Dravid said this year`s league was one of the best, with competitive matches all the way to the final. But he acknowledged that it would have been better to see the cricket on the back sports pages, rather than the front news sections.

"From a players perspective, it`s not nice there are negative things about anything you play in," he said.

Still, he said the IPL and the booming popularity of Twenty20 cricket generally was bringing more money into the sport and attracting new classes of fans in India and beyond.

"What we are seeing in India is there are a lot more women and children getting hooked on the game," Dravid said. "That is great for the game. It brings new audiences and new revenue which should hopefully benefit the other, more traditional forms of games. It gives players more opportunity to earn a decent living and showcase their talent."

Dravid acknowledged the sport was a lot more commercial than when he came on the scene 15 years ago, but he insisted money was not to blame for the IPL`s current woes.

"I don`t think you can blame money. There is money in every sport," he said. "The more popular a sport becomes, the more we want to make it commercially viable to provide facilities.

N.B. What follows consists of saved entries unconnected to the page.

//! OpenAI Whisper API transcriber adapter

use std::io::Cursor;
use std::time::Duration;

use async_trait::async_trait;
use tracing::info;

use super::{TranscriptionError, Transcriber};
use crate::capture::AudioBlob;

const DEFAULT_MODEL: &str = "whisper-1";

const API_BASE_URL: &str = "https://api.openai.com/v1";

/// Upload size cap enforced by the API (25 MB). Larger recordings are
/// split into chunks and transcribed piecewise.
const MAX_UPLOAD_BYTES: usize = 25 * 1024 * 1024;

/// Bound on a single transcription request; a hung call must not pin the
/// background task forever.
const REQUEST_TIMEOUT: Duration = Duration::from_secs(300);

/// Whisper API transcriber
pub struct WhisperTranscriber {
    api_key: String,
    model: String,
    base_url: String,
    client: reqwest::Client,
}

impl WhisperTranscriber {
    /// Create a new Whisper transcriber with the given API key
    pub fn new(api_key: impl Into<String>) -> Self {
        Self {
            api_key: api_key.into(),
            model: DEFAULT_MODEL.to_string(),
            base_url: API_BASE_URL.to_string(),
            client: reqwest::Client::new(),
        }
    }

    /// Point the adapter at a different API endpoint. Used by tests.
    pub fn with_base_url(mut self, base_url: impl Into<String>) -> Self {
        self.base_url = base_url.into();
        self
    }

    fn api_url(&self) -> String {
        format!("{}/audio/transcriptions", self.base_url)
    }

    async fn transcribe_one(&self, audio: &AudioBlob) -> Result<String, TranscriptionError> {
        let part = reqwest::multipart::Part::bytes(audio.bytes.clone())
            .file_name("memo.wav")
            .mime_str(&audio.media_type)
            .map_err(|e| TranscriptionError::RequestFailed(e.to_string()))?;

        let form = reqwest::multipart::Form::new()
            .part("file", part)
            .text("model", self.model.clone())
            .text("response_format", "text");

        let response = self
            .client
            .post(self.api_url())
            .bearer_auth(&self.api_key)
            .timeout(REQUEST_TIMEOUT)
            .multipart(form)
            .send()
            .await
            .map_err(|e| TranscriptionError::RequestFailed(e.to_string()))?;

        let status = response.status();

        if status == reqwest::StatusCode::UNAUTHORIZED {
            return Err(TranscriptionError::InvalidApiKey);
        }

        if status == reqwest::StatusCode::TOO_MANY_REQUESTS {
            return Err(TranscriptionError::RateLimited);
        }

        if !status.is_success() {
            let error_text = response
                .text()
                .await
                .unwrap_or_else(|_| "Unknown error".to_string());
            return Err(TranscriptionError::ApiError(format!(
                "HTTP {}: {}",
                status, error_text
            )));
        }

        let text = response
            .text()
            .await
            .map_err(|e| TranscriptionError::RequestFailed(e.to_string()))?;

        let trimmed = text.trim();
        if trimmed.is_empty() {
            return Err(TranscriptionError::EmptyResponse);
        }

        Ok(trimmed.to_string())
    }

    /// Split a WAV blob into chunks that each fit under `max_bytes`.
    ///
    /// Non-WAV payloads and payloads already under the cap pass through
    /// unchanged.
    fn split_blob(audio: &AudioBlob, max_bytes: usize) -> Vec<AudioBlob> {
        if audio.len() <= max_bytes {
            return vec![audio.clone()];
        }

        let reader = match hound::WavReader::new(Cursor::new(&audio.bytes)) {
            Ok(r) => r,
            Err(_) => return vec![audio.clone()],
        };

        let sample_rate = reader.spec().sample_rate;
        let samples: Vec<i16> = match reader.into_samples().collect() {
            Ok(s) => s,
            Err(_) => return vec![audio.clone()],
        };

        // Two bytes per sample plus container overhead.
        let samples_per_chunk = (max_bytes.saturating_sub(1024) / 2).max(1);

        samples
            .chunks(samples_per_chunk)
            .filter_map(|chunk| AudioBlob::from_samples(chunk, sample_rate).ok())
            .collect()
    }
}

#[async_trait]
impl Transcriber for WhisperTranscriber {
    async fn transcribe(&self, audio: &AudioBlob) -> Result<String, TranscriptionError> {
        let chunks = Self::split_blob(audio, MAX_UPLOAD_BYTES);

        if chunks.len() > 1 {
            info!(
                "Recording exceeds upload cap, split into {} chunks",
                chunks.len()
            );
        }

        let mut parts = Vec::with_capacity(chunks.len());
        for chunk in &chunks {
            parts.push(self.transcribe_one(chunk).await?);
        }

        Ok(parts.join("\n"))
    }
}

#[cfg(test)]
mod tests {
    use super::*;

    #[test]
    fn api_url_targets_transcriptions_endpoint() {
        let transcriber = WhisperTranscriber::new("test-key");
        assert_eq!(
            transcriber.api_url(),
            "https://api.openai.com/v1/audio/transcriptions"
        );
    }

    #[test]
    fn base_url_override() {
        let transcriber = WhisperTranscriber::new("key").with_base_url("http://localhost:9999");
        assert_eq!(
            transcriber.api_url(),
            "http://localhost:9999/audio/transcriptions"
        );
    }

    #[test]
    fn small_blob_is_not_split() {
        let blob = AudioBlob::from_samples(&[0i16; 1600], 16000).unwrap();
        let chunks = WhisperTranscriber::split_blob(&blob, MAX_UPLOAD_BYTES);
        assert_eq!(chunks.len(), 1);
    }

    #[test]
    fn oversized_blob_splits_into_bounded_chunks() {
        let blob = AudioBlob::from_samples(&[7i16; 100_000], 16000).unwrap();
        let chunks = WhisperTranscriber::split_blob(&blob, 50_000);

        assert!(chunks.len() > 1);
        for chunk in &chunks {
            assert!(chunk.len() <= 50_000, "chunk of {} bytes", chunk.len());
        }

        let total: usize = chunks
            .iter()
            .map(|c| {
                hound::WavReader::new(Cursor::new(&c.bytes))
                    .unwrap()
                    .len() as usize
            })
            .sum();
        assert_eq!(total, 100_000);
    }
}
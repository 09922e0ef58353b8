//! Shared API request/response types
//!
//! Used by both services:
//! - adn-ds (Denoise Service)
//! - adn-ui (Upload UI)

use serde::{Deserialize, Serialize};

/// Health check response
///
/// # Examples
///
/// ```
/// use adn_common::api::HealthResponse;
///
/// let health = HealthResponse::ok("adn-ds", "0.1.0");
/// assert_eq!(health.status, "ok");
/// ```
#[derive(Debug, Clone, Serialize, Deserialize, PartialEq)]
pub struct HealthResponse {
    pub status: String,
    pub module: String,
    pub version: String,
}

impl HealthResponse {
    pub fn ok(module: &str, version: &str) -> Self {
        Self {
            status: "ok".to_string(),
            module: module.to_string(),
            version: version.to_string(),
        }
    }
}

/// Plain message body, e.g. the service readiness banner
#[derive(Debug, Clone, Serialize, Deserialize, PartialEq)]
pub struct MessageResponse {
    pub message: String,
}

/// Error body returned by every failing route
///
/// Serialises as `{"error": "..."}`; `upstream_status` is only present when
/// the UI relays a non-success answer from the Denoise Service.
#[derive(Debug, Clone, Serialize, Deserialize, PartialEq)]
pub struct ErrorResponse {
    pub error: String,
    #[serde(default, skip_serializing_if = "Option::is_none")]
    pub upstream_status: Option<u16>,
}

impl ErrorResponse {
    pub fn new(error: impl Into<String>) -> Self {
        Self {
            error: error.into(),
            upstream_status: None,
        }
    }
}

/// Successful denoise run, as reported by the UI to the page script
#[derive(Debug, Clone, Serialize, Deserialize, PartialEq)]
pub struct DenoiseResponse {
    pub status: String,
    pub message: String,
    /// Inline playback URL of the output file
    pub audio_url: String,
    /// Attachment download URL
    pub download_url: String,
    /// Size of the WAV returned by the service
    pub bytes: usize,
}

I don`t think money per se is a problem."

Meanwhile, Bal Thackeray, leader of India`s Hindu nationalist party Shiv Sena, criticized the Board of Control for Cricket in India for appointing Chirayu Amin as interim chairman on Monday.

"Modi has been replaced by another big shot industrialist," Press Trust of India quoted Thackeray as saying.

Thackeray suggested that former Test cricketers like Sunil Gavaskar, Ravi Shastri -- who are on the IPL`s governing council -- or Ajit Wadekar should have been considered for the post.